*** Begin section ***
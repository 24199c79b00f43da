use axum::{
    Json, Router,
    body::{Body, Bytes},
    extract::{DefaultBodyLimit, Path, Query, State},
    http::{HeaderValue, StatusCode, header},
    response::{IntoResponse, Response},
    routing::get,
};
use tracing::info;
use utoipa::OpenApi;

use launchpad_infra::random_filename;
use launchpad_infra::storage::{DEFAULT_CHUNK_SIZE, DEFAULT_MAX_SIZE_MB};

use super::dto::{FileInfo, ListQuery, UploadQuery, UploadResponse};
use crate::context::{AppState, CurrentUser};
use crate::errors::ApiError;

#[derive(OpenApi)]
#[openapi(
    paths(list_files, upload_file, stream_file, download_file, delete_file),
    components(schemas(FileInfo, UploadResponse))
)]
pub struct FilesApi;

pub fn router() -> Router<AppState> {
    Router::new()
        .route("/", get(list_files).post(upload_file))
        .route(
            "/*key",
            get(download_file).put(stream_file).delete(delete_file),
        )
        .layer(DefaultBodyLimit::max(DEFAULT_MAX_SIZE_MB * 1024 * 1024))
}

/// Objects in the bucket, optionally under a path prefix.
#[utoipa::path(
    get,
    path = "/",
    params(ListQuery),
    responses(
        (status = 200, description = "Stored objects", body = Vec<FileInfo>),
        (status = 401, description = "Not authenticated"),
    )
)]
pub async fn list_files(
    _user: CurrentUser,
    State(state): State<AppState>,
    Query(query): Query<ListQuery>,
) -> Result<Json<Vec<FileInfo>>, ApiError> {
    let objects = state
        .storage
        .list(query.prefix.as_deref().unwrap_or(""))
        .await?;
    Ok(Json(objects.into_iter().map(FileInfo::from).collect()))
}

/// Store the request body under a unique name derived from `filename`.
#[utoipa::path(
    post,
    path = "/",
    params(UploadQuery),
    request_body(content = Vec<u8>, content_type = "application/octet-stream"),
    responses(
        (status = 201, description = "Stored", body = UploadResponse),
        (status = 401, description = "Not authenticated"),
        (status = 413, description = "Larger than the upload limit"),
    )
)]
pub async fn upload_file(
    CurrentUser(user): CurrentUser,
    State(state): State<AppState>,
    Query(query): Query<UploadQuery>,
    body: Bytes,
) -> Result<(StatusCode, Json<UploadResponse>), ApiError> {
    if query.filename.trim().is_empty() {
        return Err(ApiError::BadRequest("filename must not be empty".to_string()));
    }

    let key = random_filename(&query.filename);
    let size = body.len() as u64;
    state.storage.upload(&key, body, DEFAULT_MAX_SIZE_MB).await?;
    info!(key = %key, size, username = %user.username, "file uploaded");

    Ok((StatusCode::CREATED, Json(UploadResponse { key, size })))
}

/// Stream the request body to `key` as a multipart upload.
#[utoipa::path(
    put,
    path = "/{key}",
    params(("key" = String, Path, description = "Object key")),
    request_body(content = Vec<u8>, content_type = "application/octet-stream"),
    responses(
        (status = 201, description = "Stored", body = UploadResponse),
        (status = 401, description = "Not authenticated"),
    )
)]
pub async fn stream_file(
    CurrentUser(user): CurrentUser,
    State(state): State<AppState>,
    Path(key): Path<String>,
    body: Body,
) -> Result<(StatusCode, Json<UploadResponse>), ApiError> {
    let written = state
        .storage
        .stream_upload(&key, body.into_data_stream(), DEFAULT_CHUNK_SIZE, None)
        .await?;
    info!(key = %key, size = written, username = %user.username, "file streamed");

    Ok((
        StatusCode::CREATED,
        Json(UploadResponse {
            key,
            size: written as u64,
        }),
    ))
}

#[utoipa::path(
    get,
    path = "/{key}",
    params(("key" = String, Path, description = "Object key")),
    responses(
        (status = 200, description = "Object content", body = Vec<u8>, content_type = "application/octet-stream"),
        (status = 401, description = "Not authenticated"),
        (status = 404, description = "No such object"),
    )
)]
pub async fn download_file(
    _user: CurrentUser,
    State(state): State<AppState>,
    Path(key): Path<String>,
) -> Result<Response, ApiError> {
    let data = state.storage.download(&key).await?;

    let file_name = key.rsplit('/').next().unwrap_or(&key);
    let disposition = HeaderValue::from_str(&format!("attachment; filename=\"{file_name}\""))
        .unwrap_or_else(|_| HeaderValue::from_static("attachment"));

    Ok((
        [
            (
                header::CONTENT_TYPE,
                HeaderValue::from_static("application/octet-stream"),
            ),
            (header::CONTENT_DISPOSITION, disposition),
        ],
        data,
    )
        .into_response())
}

#[utoipa::path(
    delete,
    path = "/{key}",
    params(("key" = String, Path, description = "Object key")),
    responses(
        (status = 204, description = "Deleted"),
        (status = 401, description = "Not authenticated"),
    )
)]
pub async fn delete_file(
    CurrentUser(user): CurrentUser,
    State(state): State<AppState>,
    Path(key): Path<String>,
) -> Result<StatusCode, ApiError> {
    state.storage.delete(&key).await?;
    info!(key = %key, username = %user.username, "file deleted");
    Ok(StatusCode::NO_CONTENT)
}
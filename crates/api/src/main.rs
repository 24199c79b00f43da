//! Launchpad API server.
//!
//! Settings come from the environment (and `.env`). App routers are
//! discovered under `APPS_DIR`; when unset, the `src/apps` directory of the
//! source tree the binary was built from is used, so deployments that ship
//! only the binary must set `APPS_DIR`.

use anyhow::Context;

use launchpad_core::Settings;

#[tokio::main]
async fn main() -> anyhow::Result<()> {
    let settings = Settings::from_env().context("failed to load settings")?;
    launchpad_observability::init(&settings.logging);

    let app = launchpad_api::bootstrap::build_application(&settings)?;

    let addr = settings.server.bind_addr();
    let listener = tokio::net::TcpListener::bind(&addr)
        .await
        .with_context(|| format!("failed to bind {addr}"))?;

    app.serve(listener).await
}
//! `launchpad-core`: configuration shared by every Launchpad crate.
//!
//! No HTTP, storage or database code lives here; only the typed settings
//! tree and its error type.

pub mod error;
pub mod settings;

pub use error::{ConfigError, ConfigResult};
pub use settings::{
    CorsSettings, DatabaseSettings, LogFormat, LogSettings, RoutingSettings, SecuritySettings,
    ServerSettings, Settings, StorageSettings,
};
use std::fmt::Display;
use std::sync::Arc;

use bytes::Bytes;
use chrono::{DateTime, Utc};
use futures::{Stream, StreamExt, TryStreamExt};
use object_store::{
    ObjectMeta, ObjectStore, PutPayload, WriteMultipart, aws::AmazonS3Builder, memory::InMemory,
    path::Path,
};
use serde::Serialize;
use tracing::{debug, error, info};

use launchpad_core::StorageSettings;

use super::StorageError;

pub const DEFAULT_MAX_SIZE_MB: usize = 25;
pub const DEFAULT_CHUNK_SIZE: usize = 5 * 1024 * 1024;

/// In-flight multipart parts per streaming upload.
const MAX_CONCURRENT_PARTS: usize = 4;

#[derive(Debug, Clone, PartialEq, Eq, Serialize)]
pub struct ObjectInfo {
    pub key: String,
    pub size: u64,
    pub last_modified: DateTime<Utc>,
}

impl From<ObjectMeta> for ObjectInfo {
    fn from(meta: ObjectMeta) -> Self {
        Self {
            key: meta.location.to_string(),
            size: meta.size as u64,
            last_modified: meta.last_modified,
        }
    }
}

/// Bucket-scoped object storage client.
#[derive(Debug, Clone)]
pub struct StorageClient {
    store: Arc<dyn ObjectStore>,
    bucket: String,
}

impl StorageClient {
    pub fn new(store: Arc<dyn ObjectStore>, bucket: impl Into<String>) -> Self {
        Self {
            store,
            bucket: bucket.into(),
        }
    }

    /// S3 client for the configured MinIO endpoint (path-style requests).
    pub fn from_settings(settings: &StorageSettings) -> Result<Self, StorageError> {
        let endpoint = endpoint_url(settings);
        let store = AmazonS3Builder::new()
            .with_endpoint(&endpoint)
            .with_bucket_name(&settings.bucket_name)
            .with_region(&settings.region)
            .with_access_key_id(&settings.access_key)
            .with_secret_access_key(&settings.secret_key)
            .with_allow_http(!settings.use_https)
            .build()
            .map_err(StorageError::Config)?;

        info!(endpoint = %endpoint, bucket = %settings.bucket_name, "object storage configured");
        Ok(Self::new(Arc::new(store), settings.bucket_name.clone()))
    }

    /// Process-local store (dev/test).
    pub fn in_memory() -> Self {
        Self::new(Arc::new(InMemory::new()), "memory")
    }

    pub fn bucket(&self) -> &str {
        &self.bucket
    }

    /// Upload a whole object, refusing payloads over `max_size_mb`.
    pub async fn upload(&self, key: &str, data: Bytes, max_size_mb: usize) -> Result<(), StorageError> {
        let path = object_path(key)?;
        if data.len() > max_size_mb * 1024 * 1024 {
            return Err(StorageError::TooLarge {
                key: key.to_string(),
                size: data.len(),
                max_size_mb,
            });
        }

        let size = data.len();
        self.store
            .put(&path, PutPayload::from(data))
            .await
            .map_err(|source| StorageError::Upload {
                key: key.to_string(),
                source,
            })?;

        debug!(key, size, "object uploaded");
        Ok(())
    }

    /// Multipart upload fed from a byte stream, `chunk_size` bytes per part.
    ///
    /// The upload is aborted if the stream yields an error, exceeds
    /// `max_size` bytes, or a part fails. Returns the number of bytes written.
    pub async fn stream_upload<S, E>(
        &self,
        key: &str,
        stream: S,
        chunk_size: usize,
        max_size: Option<usize>,
    ) -> Result<usize, StorageError>
    where
        S: Stream<Item = Result<Bytes, E>> + Send,
        E: Display,
    {
        let path = object_path(key)?;
        let stream_err = |error: String| StorageError::StreamUpload {
            key: key.to_string(),
            error,
        };

        let upload = self
            .store
            .put_multipart(&path)
            .await
            .map_err(|e| stream_err(e.to_string()))?;
        let mut writer = WriteMultipart::new_with_chunk_size(upload, chunk_size);

        let mut stream = std::pin::pin!(stream);
        let mut total = 0usize;
        while let Some(chunk) = stream.next().await {
            let failure = match chunk {
                Ok(bytes) => {
                    total += bytes.len();
                    if let Some(max) = max_size.filter(|max| total > *max) {
                        Some(StorageError::TooLarge {
                            key: key.to_string(),
                            size: total,
                            max_size_mb: max / (1024 * 1024),
                        })
                    } else if let Err(e) = writer.wait_for_capacity(MAX_CONCURRENT_PARTS).await {
                        Some(stream_err(e.to_string()))
                    } else {
                        writer.write(&bytes);
                        None
                    }
                }
                Err(e) => Some(stream_err(e.to_string())),
            };

            if let Some(err) = failure {
                if let Err(abort_err) = writer.abort().await {
                    error!(key, error = %abort_err, "failed to abort multipart upload");
                }
                return Err(err);
            }
        }

        writer
            .finish()
            .await
            .map_err(|e| stream_err(e.to_string()))?;

        debug!(key, size = total, "object stream-uploaded");
        Ok(total)
    }

    pub async fn download(&self, key: &str) -> Result<Bytes, StorageError> {
        let path = object_path(key)?;
        let download_err = |source: object_store::Error| match source {
            object_store::Error::NotFound { .. } => StorageError::NotFound(key.to_string()),
            source => StorageError::Download {
                key: key.to_string(),
                source,
            },
        };

        let result = self.store.get(&path).await.map_err(download_err)?;
        result.bytes().await.map_err(download_err)
    }

    /// Objects under `prefix` (a path prefix; matches whole segments).
    pub async fn list(&self, prefix: &str) -> Result<Vec<ObjectInfo>, StorageError> {
        let prefix_path = match prefix.trim_matches('/') {
            "" => None,
            trimmed => Some(object_path(trimmed)?),
        };

        let metas: Vec<ObjectMeta> = self
            .store
            .list(prefix_path.as_ref())
            .try_collect()
            .await
            .map_err(|source| StorageError::List {
                prefix: prefix.to_string(),
                source,
            })?;

        Ok(metas.into_iter().map(ObjectInfo::from).collect())
    }

    pub async fn delete(&self, key: &str) -> Result<(), StorageError> {
        let path = object_path(key)?;
        self.store.delete(&path).await.map_err(|source| {
            error!(key, error = %source, "failed to delete object");
            StorageError::Delete {
                key: key.to_string(),
                source,
            }
        })
    }

    /// Whether the backend answers a listing request.
    pub async fn status(&self) -> bool {
        match self.store.list(None).next().await {
            Some(Err(e)) => {
                debug!(error = %e, "storage status probe failed");
                false
            }
            _ => true,
        }
    }
}

fn endpoint_url(settings: &StorageSettings) -> String {
    let url = settings.public_url.trim_end_matches('/');
    if url.contains("://") {
        url.to_string()
    } else {
        let scheme = if settings.use_https { "https" } else { "http" };
        format!("{scheme}://{url}")
    }
}

fn object_path(key: &str) -> Result<Path, StorageError> {
    let invalid = |reason: String| StorageError::InvalidKey {
        key: key.to_string(),
        reason,
    };

    if key.trim().is_empty() {
        return Err(invalid("key is empty".to_string()));
    }
    Path::parse(key).map_err(|e| invalid(e.to_string()))
}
*** End section ***
EXERCISE INSTRUCTIONS:
Each line that contains the word "listener" adds to the total; give the total for the material and nothing else.

TASK SOLUTION:
2